# Object Detection Demo: Car Detection

This is a sample reference implementation to showcase Object detection (car in this case) with SSD and Async API.
Async API improves the overall frame-rate of the application by not waiting for the inference to complete but continue doing things ont he host while accelerator is busy. 
Specifically, this code demonstrates two parallel infer requests by processing the current frame while the next input frame is being captured. This essentially hides the latency of capturing.

## Overview of How it works?
The inference executable (tutorial1) reads the command line arguments and loads a network and image from the video input to the Inference Engine (IE) plugin. 
A job must be submitted to run the inference executable on a hardware accelerator (Intel® Core CPU, Intel® HD Graphics GPU, Intel® Core CPU, Intel® Movidius™ and/or Neural Compute Stick).
After the inference is completed, the output videos are appropriately stored in the /results directory which can then be viewed within the Jupyter Notebook instance

## Demonstration objectives
* Video as input is supported using **OpenCV**
* Inference performed actual Edge hardware
* **OpenCV** provides the bounding boxes, labels and other information
* Visualization of the resulting bounding boxes
* Demonstrate the Async API in action


## Step 1: Compile the code

The code in this demo is separated into two parts.
First part is responsible for reading the input stream and running the object detection inference workload on the stream. 
This part outputs Region Of Interest (ROI), in terms of coordinates, for each frame.
The source code for this part can be found in [main.cpp](./main.cpp), and the executable will be named "tutorial1".
Output ROI will be written into a text file, "ROIs.txt".

The second part reads the ROIs.txt file, and overlays boxes on each frame of the stream based on the coordinates.
Then the output video is written into a file. 
The source code for this step is in [ROI_writer.cpp](./ROI_writer.cpp).

We have provided a Makefile for compiling the examples.
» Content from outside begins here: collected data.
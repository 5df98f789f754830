//! Resource payload normalization.
//!
//! The pipeline accepts either a plaintext note or a named file. Before
//! encryption both are flattened to raw bytes plus the display metadata the
//! record will carry.

use crate::types::ResourceKind;

/// Default content type when a file upload does not declare one.
const OCTET_STREAM: &str = "application/octet-stream";

/// Input to the write path: a note or a file attachment.
#[derive(Debug, Clone, PartialEq, Eq)]
pub enum ResourcePayload {
    /// A plaintext note.
    Note(String),
    /// A file with its original name and (optional) declared content type.
    File {
        name: String,
        content_type: Option<String>,
        bytes: Vec<u8>,
    },
}

impl ResourcePayload {
    /// The resource kind this payload produces.
    pub fn kind(&self) -> ResourceKind {
        match self {
            ResourcePayload::Note(_) => ResourceKind::Note,
            ResourcePayload::File { .. } => ResourceKind::File,
        }
    }

    /// Flatten to bytes, capturing filename/content-type/size metadata.
    pub fn normalize(self) -> NormalizedPayload {
        match self {
            ResourcePayload::Note(text) => {
                let bytes = text.into_bytes();
                let size = bytes.len() as u64;
                NormalizedPayload {
                    bytes,
                    file_name: "note.txt".to_string(),
                    content_type: "text/plain".to_string(),
                    size,
                }
            }
            ResourcePayload::File {
                name,
                content_type,
                bytes,
            } => {
                let size = bytes.len() as u64;
                NormalizedPayload {
                    bytes,
                    file_name: name,
                    content_type: content_type.unwrap_or_else(|| OCTET_STREAM.to_string()),
                    size,
                }
            }
        }
    }
}

/// A payload flattened to bytes, ready for encryption.
#[derive(Debug, Clone, PartialEq, Eq)]
pub struct NormalizedPayload {
    /// The raw plaintext bytes.
    pub bytes: Vec<u8>,
    /// Display filename recorded in metadata.
    pub file_name: String,
    /// Content type recorded in metadata.
    pub content_type: String,
    /// Plaintext size in bytes.
    pub size: u64,
}

#[cfg(test)]
mod tests {
    use super::*;

    #[test]
    fn test_note_normalization() {
        let payload = ResourcePayload::Note("meeting recap".to_string());
        assert_eq!(payload.kind(), ResourceKind::Note);

        let normalized = payload.normalize();
        assert_eq!(normalized.bytes, b"meeting recap");
        assert_eq!(normalized.file_name, "note.txt");
        assert_eq!(normalized.content_type, "text/plain");
        assert_eq!(normalized.size, 13);
    }

    #[test]
    fn test_file_normalization_keeps_declared_type() {
        let payload = ResourcePayload::File {
            name: "contract.pdf".to_string(),
            content_type: Some("application/pdf".to_string()),
            bytes: vec![1, 2, 3],
        };
        assert_eq!(payload.kind(), ResourceKind::File);

        let normalized = payload.normalize();
        assert_eq!(normalized.file_name, "contract.pdf");
        assert_eq!(normalized.content_type, "application/pdf");
        assert_eq!(normalized.size, 3);
    }

    #[test]
    fn test_file_without_type_defaults_to_octet_stream() {
        let payload = ResourcePayload::File {
            name: "dump.bin".to_string(),
            content_type: None,
            bytes: vec![],
        };
        let normalized = payload.normalize();
        assert_eq!(normalized.content_type, OCTET_STREAM);
        assert_eq!(normalized.size, 0);
    }
}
Run the following cell to compile the application.
(tip: use **crtl+enter** to run the cell)

In [None]:
from IPython.display import HTML
import matplotlib.pyplot as plt
import os
import time
import sys
from pathlib import Path
sys.path.insert(0, str(Path().resolve().parent))
from demoTools.demoutils import *

In [None]:
!/opt/intel/computer_vision_sdk/deployment_tools/model_downloader/downloader.py --print_all

In [None]:
!/opt/intel/computer_vision_sdk/deployment_tools/model_downloader/downloader.py --name mobilenet-ssd -o raw_models

In [None]:
!/opt/intel/computer_vision_sdk/deployment_tools/model_optimizer/mo.py \
--input_model raw_models/object_detection/common/mobilenet-ssd/caffe/mobilenet-ssd.caffemodel \
--data_type FP32 \
-o models/mobilenet-ssd/FP32 \
--scale 256 \
--mean_values [127,127,127] 

In [None]:
!/opt/intel/computer_vision_sdk/deployment_tools/model_optimizer/mo.py \
--input_model raw_models/object_detection/common/mobilenet-ssd/caffe/mobilenet-ssd.caffemodel \
--data_type FP16 \
-o models/mobilenet-ssd/FP16 \
--scale 256 \
--mean_values [127,127,127] 

In [None]:
!make 

### Commandline flags

The two executables, tutorial1 and ROIwriter, take a number of commandline arguments.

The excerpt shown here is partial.